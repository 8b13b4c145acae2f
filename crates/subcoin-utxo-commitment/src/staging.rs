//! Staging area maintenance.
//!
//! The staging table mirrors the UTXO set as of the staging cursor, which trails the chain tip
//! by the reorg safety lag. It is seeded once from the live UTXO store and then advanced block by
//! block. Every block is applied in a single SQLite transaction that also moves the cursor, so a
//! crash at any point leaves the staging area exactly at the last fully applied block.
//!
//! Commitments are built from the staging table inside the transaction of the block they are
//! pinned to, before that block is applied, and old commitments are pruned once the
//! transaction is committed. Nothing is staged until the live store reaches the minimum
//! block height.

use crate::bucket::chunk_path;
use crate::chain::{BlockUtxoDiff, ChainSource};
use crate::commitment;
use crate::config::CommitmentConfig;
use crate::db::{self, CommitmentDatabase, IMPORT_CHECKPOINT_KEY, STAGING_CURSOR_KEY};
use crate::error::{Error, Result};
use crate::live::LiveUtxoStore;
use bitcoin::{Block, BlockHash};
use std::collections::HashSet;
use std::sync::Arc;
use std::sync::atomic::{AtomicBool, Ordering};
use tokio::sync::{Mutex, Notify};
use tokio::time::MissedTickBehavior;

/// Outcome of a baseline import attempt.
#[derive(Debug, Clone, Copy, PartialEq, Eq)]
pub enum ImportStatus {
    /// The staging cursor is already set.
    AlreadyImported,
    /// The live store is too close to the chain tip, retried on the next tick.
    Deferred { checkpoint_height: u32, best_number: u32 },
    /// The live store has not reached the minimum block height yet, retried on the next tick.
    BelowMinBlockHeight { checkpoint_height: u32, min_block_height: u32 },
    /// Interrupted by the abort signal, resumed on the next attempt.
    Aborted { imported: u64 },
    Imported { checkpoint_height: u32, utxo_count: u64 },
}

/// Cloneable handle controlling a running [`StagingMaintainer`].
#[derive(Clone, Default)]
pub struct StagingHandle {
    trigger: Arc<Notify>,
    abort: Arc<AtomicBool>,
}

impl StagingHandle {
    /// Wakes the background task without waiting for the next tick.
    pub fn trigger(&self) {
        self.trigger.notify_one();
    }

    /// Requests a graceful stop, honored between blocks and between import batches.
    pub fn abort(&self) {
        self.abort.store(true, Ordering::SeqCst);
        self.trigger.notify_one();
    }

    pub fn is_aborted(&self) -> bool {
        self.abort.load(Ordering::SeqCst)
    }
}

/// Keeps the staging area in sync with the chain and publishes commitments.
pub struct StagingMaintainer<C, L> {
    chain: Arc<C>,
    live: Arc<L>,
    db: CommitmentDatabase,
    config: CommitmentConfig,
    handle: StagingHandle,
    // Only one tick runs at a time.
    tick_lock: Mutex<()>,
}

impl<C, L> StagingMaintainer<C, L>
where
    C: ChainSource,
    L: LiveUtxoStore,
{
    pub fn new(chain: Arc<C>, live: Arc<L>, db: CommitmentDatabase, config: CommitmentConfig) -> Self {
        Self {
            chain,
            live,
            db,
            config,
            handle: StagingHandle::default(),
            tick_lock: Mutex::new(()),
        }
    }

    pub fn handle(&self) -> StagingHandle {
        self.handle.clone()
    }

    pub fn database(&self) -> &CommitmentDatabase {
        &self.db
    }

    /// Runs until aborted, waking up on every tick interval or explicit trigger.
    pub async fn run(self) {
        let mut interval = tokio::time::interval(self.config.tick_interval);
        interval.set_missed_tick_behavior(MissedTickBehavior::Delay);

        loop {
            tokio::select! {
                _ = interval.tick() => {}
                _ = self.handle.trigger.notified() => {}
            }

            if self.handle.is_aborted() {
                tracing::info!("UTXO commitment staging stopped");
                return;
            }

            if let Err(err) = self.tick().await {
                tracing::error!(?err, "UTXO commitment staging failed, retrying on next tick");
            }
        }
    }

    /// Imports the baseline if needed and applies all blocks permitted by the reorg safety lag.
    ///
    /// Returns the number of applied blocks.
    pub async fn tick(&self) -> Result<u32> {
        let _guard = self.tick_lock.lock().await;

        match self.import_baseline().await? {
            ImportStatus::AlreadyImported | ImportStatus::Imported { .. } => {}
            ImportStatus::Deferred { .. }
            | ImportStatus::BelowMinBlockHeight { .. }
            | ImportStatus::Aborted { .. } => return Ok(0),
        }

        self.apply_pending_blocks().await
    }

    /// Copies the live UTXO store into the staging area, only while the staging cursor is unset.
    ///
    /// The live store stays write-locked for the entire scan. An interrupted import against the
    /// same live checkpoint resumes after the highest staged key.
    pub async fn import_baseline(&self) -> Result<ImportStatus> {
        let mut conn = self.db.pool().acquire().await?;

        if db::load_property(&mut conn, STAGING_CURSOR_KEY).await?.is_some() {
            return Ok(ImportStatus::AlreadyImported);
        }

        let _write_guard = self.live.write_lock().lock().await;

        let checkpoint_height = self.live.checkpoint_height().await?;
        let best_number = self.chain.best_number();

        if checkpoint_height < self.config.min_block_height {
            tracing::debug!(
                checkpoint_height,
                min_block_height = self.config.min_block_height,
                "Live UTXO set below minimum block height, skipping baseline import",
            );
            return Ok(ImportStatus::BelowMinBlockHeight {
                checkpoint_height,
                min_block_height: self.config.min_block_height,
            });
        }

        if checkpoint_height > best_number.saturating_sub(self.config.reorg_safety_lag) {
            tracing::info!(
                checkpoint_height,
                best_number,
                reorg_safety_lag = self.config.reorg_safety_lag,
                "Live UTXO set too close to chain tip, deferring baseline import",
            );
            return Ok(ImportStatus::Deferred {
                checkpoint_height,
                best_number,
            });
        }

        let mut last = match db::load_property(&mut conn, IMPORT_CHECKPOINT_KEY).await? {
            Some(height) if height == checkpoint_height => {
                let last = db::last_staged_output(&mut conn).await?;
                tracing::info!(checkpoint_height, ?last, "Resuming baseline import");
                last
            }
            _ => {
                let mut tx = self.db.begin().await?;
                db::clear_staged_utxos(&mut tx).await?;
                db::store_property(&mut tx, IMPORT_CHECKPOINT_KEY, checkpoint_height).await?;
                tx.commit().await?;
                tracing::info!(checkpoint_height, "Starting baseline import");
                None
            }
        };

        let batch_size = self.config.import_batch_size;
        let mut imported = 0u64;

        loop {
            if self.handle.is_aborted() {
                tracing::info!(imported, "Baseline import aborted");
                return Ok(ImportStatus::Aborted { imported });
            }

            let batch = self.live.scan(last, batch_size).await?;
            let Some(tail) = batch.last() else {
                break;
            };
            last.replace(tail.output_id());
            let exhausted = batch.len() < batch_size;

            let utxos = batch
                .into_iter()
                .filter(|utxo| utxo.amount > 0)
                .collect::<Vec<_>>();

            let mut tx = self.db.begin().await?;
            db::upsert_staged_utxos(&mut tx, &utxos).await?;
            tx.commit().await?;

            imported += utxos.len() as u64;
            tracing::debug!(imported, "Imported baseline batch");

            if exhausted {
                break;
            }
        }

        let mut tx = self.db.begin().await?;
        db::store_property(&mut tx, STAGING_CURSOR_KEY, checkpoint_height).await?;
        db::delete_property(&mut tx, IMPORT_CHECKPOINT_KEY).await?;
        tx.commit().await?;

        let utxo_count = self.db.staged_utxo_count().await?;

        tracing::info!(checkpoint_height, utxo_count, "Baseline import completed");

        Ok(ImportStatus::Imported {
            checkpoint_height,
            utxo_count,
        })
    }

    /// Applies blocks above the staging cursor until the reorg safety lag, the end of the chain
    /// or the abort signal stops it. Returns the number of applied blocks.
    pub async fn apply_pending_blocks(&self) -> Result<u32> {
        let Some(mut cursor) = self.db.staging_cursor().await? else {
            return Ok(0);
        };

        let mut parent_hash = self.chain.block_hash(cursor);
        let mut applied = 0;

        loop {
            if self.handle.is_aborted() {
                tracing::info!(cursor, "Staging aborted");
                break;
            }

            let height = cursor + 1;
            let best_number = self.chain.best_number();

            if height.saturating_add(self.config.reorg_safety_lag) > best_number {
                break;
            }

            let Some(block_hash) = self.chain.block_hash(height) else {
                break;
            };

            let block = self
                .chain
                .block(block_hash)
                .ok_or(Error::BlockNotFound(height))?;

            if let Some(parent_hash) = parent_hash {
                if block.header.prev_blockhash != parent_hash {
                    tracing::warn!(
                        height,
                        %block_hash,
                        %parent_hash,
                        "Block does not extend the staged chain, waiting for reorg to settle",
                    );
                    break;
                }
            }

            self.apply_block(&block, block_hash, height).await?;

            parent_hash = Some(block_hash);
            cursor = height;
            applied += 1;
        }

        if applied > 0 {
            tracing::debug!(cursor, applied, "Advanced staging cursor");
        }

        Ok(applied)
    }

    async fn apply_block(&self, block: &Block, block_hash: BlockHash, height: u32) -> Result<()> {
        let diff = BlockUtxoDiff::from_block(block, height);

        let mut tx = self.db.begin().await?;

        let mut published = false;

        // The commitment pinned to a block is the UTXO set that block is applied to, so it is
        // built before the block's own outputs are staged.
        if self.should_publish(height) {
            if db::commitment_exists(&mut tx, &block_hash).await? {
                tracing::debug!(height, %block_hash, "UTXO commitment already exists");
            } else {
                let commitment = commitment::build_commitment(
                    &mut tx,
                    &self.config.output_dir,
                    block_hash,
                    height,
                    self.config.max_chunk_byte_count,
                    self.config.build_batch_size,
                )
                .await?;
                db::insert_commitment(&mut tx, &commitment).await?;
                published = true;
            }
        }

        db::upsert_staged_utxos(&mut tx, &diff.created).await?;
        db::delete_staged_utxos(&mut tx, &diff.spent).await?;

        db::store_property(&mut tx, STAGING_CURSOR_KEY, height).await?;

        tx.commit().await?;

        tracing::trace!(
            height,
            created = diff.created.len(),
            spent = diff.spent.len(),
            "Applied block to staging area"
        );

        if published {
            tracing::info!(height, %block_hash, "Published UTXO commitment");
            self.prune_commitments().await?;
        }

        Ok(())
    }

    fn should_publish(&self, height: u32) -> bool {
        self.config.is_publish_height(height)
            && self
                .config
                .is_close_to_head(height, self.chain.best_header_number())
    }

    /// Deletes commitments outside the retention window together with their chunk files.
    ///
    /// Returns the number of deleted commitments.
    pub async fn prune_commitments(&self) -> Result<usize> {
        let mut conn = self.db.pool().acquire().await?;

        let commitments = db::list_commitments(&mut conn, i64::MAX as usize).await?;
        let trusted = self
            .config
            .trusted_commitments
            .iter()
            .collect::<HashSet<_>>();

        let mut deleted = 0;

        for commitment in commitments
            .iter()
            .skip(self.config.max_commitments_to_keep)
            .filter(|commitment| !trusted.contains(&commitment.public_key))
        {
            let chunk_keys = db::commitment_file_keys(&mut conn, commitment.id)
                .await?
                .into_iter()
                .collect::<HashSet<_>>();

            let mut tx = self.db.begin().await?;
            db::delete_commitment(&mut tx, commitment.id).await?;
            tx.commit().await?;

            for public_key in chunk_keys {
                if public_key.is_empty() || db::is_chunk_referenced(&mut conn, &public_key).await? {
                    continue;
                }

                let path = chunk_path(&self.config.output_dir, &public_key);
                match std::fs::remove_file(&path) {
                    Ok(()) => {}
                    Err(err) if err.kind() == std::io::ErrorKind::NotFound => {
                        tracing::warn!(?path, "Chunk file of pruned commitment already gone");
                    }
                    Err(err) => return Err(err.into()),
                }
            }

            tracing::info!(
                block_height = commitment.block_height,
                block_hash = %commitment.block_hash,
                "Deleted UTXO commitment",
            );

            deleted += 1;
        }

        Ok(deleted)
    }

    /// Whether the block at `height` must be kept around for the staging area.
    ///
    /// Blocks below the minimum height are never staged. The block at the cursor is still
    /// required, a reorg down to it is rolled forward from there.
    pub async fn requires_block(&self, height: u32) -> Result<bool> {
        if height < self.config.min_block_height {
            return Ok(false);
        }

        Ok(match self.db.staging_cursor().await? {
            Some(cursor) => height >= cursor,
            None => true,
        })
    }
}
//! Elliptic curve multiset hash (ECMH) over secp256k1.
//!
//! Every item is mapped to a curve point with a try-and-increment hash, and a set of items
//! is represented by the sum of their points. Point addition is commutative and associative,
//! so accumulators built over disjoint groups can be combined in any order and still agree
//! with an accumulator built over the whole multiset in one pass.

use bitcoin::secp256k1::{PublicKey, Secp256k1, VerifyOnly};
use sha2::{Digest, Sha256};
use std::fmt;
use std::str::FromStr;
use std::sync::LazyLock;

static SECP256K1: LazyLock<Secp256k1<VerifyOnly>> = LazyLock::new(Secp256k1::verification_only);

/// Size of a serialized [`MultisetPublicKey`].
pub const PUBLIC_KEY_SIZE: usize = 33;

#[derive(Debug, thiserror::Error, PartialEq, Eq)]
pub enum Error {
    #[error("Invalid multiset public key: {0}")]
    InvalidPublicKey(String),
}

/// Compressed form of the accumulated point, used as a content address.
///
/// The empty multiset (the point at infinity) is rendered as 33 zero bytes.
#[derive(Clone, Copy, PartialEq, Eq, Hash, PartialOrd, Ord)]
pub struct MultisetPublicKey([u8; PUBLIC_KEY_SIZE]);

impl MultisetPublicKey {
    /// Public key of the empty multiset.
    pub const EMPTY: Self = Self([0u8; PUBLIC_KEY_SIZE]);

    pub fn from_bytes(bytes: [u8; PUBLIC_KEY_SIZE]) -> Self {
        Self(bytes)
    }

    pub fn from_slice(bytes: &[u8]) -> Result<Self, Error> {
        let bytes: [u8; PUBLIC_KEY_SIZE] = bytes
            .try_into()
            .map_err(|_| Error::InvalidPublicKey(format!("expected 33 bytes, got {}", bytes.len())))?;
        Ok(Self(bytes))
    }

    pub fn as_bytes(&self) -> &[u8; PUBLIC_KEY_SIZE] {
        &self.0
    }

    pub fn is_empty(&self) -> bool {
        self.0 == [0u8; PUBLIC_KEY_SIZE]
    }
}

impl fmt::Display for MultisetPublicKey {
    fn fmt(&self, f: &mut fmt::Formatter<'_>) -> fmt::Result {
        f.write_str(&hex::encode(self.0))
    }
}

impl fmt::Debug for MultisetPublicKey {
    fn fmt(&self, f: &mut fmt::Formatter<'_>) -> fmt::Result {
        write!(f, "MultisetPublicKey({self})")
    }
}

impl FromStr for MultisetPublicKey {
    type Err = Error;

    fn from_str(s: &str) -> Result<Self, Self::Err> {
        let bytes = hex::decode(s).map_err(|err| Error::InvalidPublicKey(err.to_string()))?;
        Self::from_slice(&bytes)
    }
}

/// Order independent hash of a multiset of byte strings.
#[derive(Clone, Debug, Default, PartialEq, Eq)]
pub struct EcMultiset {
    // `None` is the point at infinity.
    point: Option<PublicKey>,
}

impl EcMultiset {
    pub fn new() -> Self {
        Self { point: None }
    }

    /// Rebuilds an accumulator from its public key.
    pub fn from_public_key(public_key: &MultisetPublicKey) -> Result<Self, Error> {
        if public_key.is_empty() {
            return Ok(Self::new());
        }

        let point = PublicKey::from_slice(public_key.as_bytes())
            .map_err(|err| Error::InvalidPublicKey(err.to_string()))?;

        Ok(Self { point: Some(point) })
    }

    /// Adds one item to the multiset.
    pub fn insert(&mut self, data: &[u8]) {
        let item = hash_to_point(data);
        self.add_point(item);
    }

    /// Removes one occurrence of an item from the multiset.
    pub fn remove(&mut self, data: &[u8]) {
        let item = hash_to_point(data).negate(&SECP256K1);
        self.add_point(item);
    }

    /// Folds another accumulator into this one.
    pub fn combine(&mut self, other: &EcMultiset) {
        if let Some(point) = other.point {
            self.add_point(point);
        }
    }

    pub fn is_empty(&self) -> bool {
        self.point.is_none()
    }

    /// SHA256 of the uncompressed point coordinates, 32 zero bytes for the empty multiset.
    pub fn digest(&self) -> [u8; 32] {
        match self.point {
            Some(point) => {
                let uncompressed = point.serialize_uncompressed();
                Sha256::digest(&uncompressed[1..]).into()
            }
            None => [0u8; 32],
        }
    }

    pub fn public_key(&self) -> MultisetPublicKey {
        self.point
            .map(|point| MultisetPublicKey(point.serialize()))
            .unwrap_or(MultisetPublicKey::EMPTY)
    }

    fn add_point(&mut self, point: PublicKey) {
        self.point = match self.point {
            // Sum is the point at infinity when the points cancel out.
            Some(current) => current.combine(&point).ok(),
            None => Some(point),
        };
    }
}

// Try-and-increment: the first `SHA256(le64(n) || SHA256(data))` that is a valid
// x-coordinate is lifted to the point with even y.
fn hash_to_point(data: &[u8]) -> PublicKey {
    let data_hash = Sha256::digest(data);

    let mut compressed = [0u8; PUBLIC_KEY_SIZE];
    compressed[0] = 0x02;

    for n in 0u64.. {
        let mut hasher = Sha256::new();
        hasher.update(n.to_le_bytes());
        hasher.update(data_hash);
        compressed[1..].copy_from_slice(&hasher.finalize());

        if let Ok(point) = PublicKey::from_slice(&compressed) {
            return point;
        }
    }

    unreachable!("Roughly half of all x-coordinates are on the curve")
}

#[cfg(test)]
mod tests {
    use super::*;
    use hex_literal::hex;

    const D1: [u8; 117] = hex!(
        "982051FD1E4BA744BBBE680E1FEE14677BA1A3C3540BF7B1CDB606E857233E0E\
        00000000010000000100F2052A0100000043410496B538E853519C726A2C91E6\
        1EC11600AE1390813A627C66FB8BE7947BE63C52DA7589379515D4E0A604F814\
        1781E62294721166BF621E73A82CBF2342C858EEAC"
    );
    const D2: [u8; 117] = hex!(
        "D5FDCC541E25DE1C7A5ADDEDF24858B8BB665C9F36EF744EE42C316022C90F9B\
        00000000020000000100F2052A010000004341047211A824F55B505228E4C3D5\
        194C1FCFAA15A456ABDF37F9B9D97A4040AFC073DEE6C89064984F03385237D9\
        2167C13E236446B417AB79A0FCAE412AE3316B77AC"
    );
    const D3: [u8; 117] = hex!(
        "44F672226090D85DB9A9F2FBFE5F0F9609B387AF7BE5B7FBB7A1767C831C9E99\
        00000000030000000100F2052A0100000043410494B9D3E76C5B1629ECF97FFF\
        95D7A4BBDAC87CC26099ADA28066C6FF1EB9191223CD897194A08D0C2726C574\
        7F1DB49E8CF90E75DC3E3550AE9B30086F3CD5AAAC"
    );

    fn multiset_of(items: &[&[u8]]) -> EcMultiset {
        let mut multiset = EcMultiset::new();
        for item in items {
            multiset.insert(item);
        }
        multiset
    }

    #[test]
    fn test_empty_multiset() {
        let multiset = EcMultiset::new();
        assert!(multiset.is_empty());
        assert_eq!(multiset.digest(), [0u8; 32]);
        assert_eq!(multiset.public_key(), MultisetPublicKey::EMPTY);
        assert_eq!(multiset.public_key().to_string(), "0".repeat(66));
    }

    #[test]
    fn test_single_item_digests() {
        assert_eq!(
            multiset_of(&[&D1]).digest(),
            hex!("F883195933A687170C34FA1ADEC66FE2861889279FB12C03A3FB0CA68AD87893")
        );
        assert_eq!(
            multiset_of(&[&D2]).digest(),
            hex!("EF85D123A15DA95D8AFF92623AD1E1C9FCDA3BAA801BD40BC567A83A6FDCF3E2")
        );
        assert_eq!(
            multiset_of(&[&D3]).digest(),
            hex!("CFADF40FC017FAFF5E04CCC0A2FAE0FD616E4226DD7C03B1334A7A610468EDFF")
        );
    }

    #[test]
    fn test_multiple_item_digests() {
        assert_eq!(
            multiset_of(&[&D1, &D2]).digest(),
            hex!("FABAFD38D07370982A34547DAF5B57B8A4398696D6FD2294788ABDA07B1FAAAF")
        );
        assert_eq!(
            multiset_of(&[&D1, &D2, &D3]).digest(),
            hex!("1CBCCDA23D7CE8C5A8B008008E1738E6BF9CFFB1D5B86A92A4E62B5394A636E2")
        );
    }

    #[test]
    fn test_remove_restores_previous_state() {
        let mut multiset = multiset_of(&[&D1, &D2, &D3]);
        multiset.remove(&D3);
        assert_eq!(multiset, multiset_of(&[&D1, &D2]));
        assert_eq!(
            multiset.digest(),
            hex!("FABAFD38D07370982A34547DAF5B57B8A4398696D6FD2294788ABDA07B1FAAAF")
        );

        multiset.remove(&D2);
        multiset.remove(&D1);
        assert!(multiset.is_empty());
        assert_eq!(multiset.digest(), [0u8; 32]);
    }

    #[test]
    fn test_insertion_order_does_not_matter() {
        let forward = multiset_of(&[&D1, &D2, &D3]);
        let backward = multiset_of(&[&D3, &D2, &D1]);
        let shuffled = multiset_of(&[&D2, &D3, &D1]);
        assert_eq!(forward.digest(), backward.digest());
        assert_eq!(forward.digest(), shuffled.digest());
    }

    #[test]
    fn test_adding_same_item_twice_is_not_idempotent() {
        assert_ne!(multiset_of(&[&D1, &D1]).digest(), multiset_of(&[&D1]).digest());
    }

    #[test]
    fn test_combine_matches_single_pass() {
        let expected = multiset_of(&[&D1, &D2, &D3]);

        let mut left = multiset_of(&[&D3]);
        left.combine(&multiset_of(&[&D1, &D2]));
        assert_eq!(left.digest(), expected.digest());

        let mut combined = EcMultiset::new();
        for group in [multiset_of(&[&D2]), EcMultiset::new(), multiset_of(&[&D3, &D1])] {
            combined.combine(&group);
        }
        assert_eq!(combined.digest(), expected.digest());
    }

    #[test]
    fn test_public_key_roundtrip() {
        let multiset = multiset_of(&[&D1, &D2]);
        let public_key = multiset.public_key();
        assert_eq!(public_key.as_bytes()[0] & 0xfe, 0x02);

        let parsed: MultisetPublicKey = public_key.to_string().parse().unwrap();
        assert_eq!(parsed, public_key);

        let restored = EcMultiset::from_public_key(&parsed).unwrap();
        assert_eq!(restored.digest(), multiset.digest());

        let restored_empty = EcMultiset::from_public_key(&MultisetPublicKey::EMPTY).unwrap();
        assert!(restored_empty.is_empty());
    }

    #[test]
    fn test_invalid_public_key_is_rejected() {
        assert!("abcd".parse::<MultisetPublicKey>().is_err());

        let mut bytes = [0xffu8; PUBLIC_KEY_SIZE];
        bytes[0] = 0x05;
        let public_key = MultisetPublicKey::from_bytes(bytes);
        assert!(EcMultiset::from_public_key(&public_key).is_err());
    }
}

:::

Exercise requirements — Your response should consist solely of the lines from the one that holds "assert_eq!(combined.digest(), expected.digest());" through the end of the listing above, reproduced exactly.

Exercise result —
        assert_eq!(combined.digest(), expected.digest());
    }

    #[test]
    fn test_public_key_roundtrip() {
        let multiset = multiset_of(&[&D1, &D2]);
        let public_key = multiset.public_key();
        assert_eq!(public_key.as_bytes()[0] & 0xfe, 0x02);

        let parsed: MultisetPublicKey = public_key.to_string().parse().unwrap();
        assert_eq!(parsed, public_key);

        let restored = EcMultiset::from_public_key(&parsed).unwrap();
        assert_eq!(restored.digest(), multiset.digest());

        let restored_empty = EcMultiset::from_public_key(&MultisetPublicKey::EMPTY).unwrap();
        assert!(restored_empty.is_empty());
    }

    #[test]
    fn test_invalid_public_key_is_rejected() {
        assert!("abcd".parse::<MultisetPublicKey>().is_err());

        let mut bytes = [0xffu8; PUBLIC_KEY_SIZE];
        bytes[0] = 0x05;
        let public_key = MultisetPublicKey::from_bytes(bytes);
        assert!(EcMultiset::from_public_key(&public_key).is_err());
    }
}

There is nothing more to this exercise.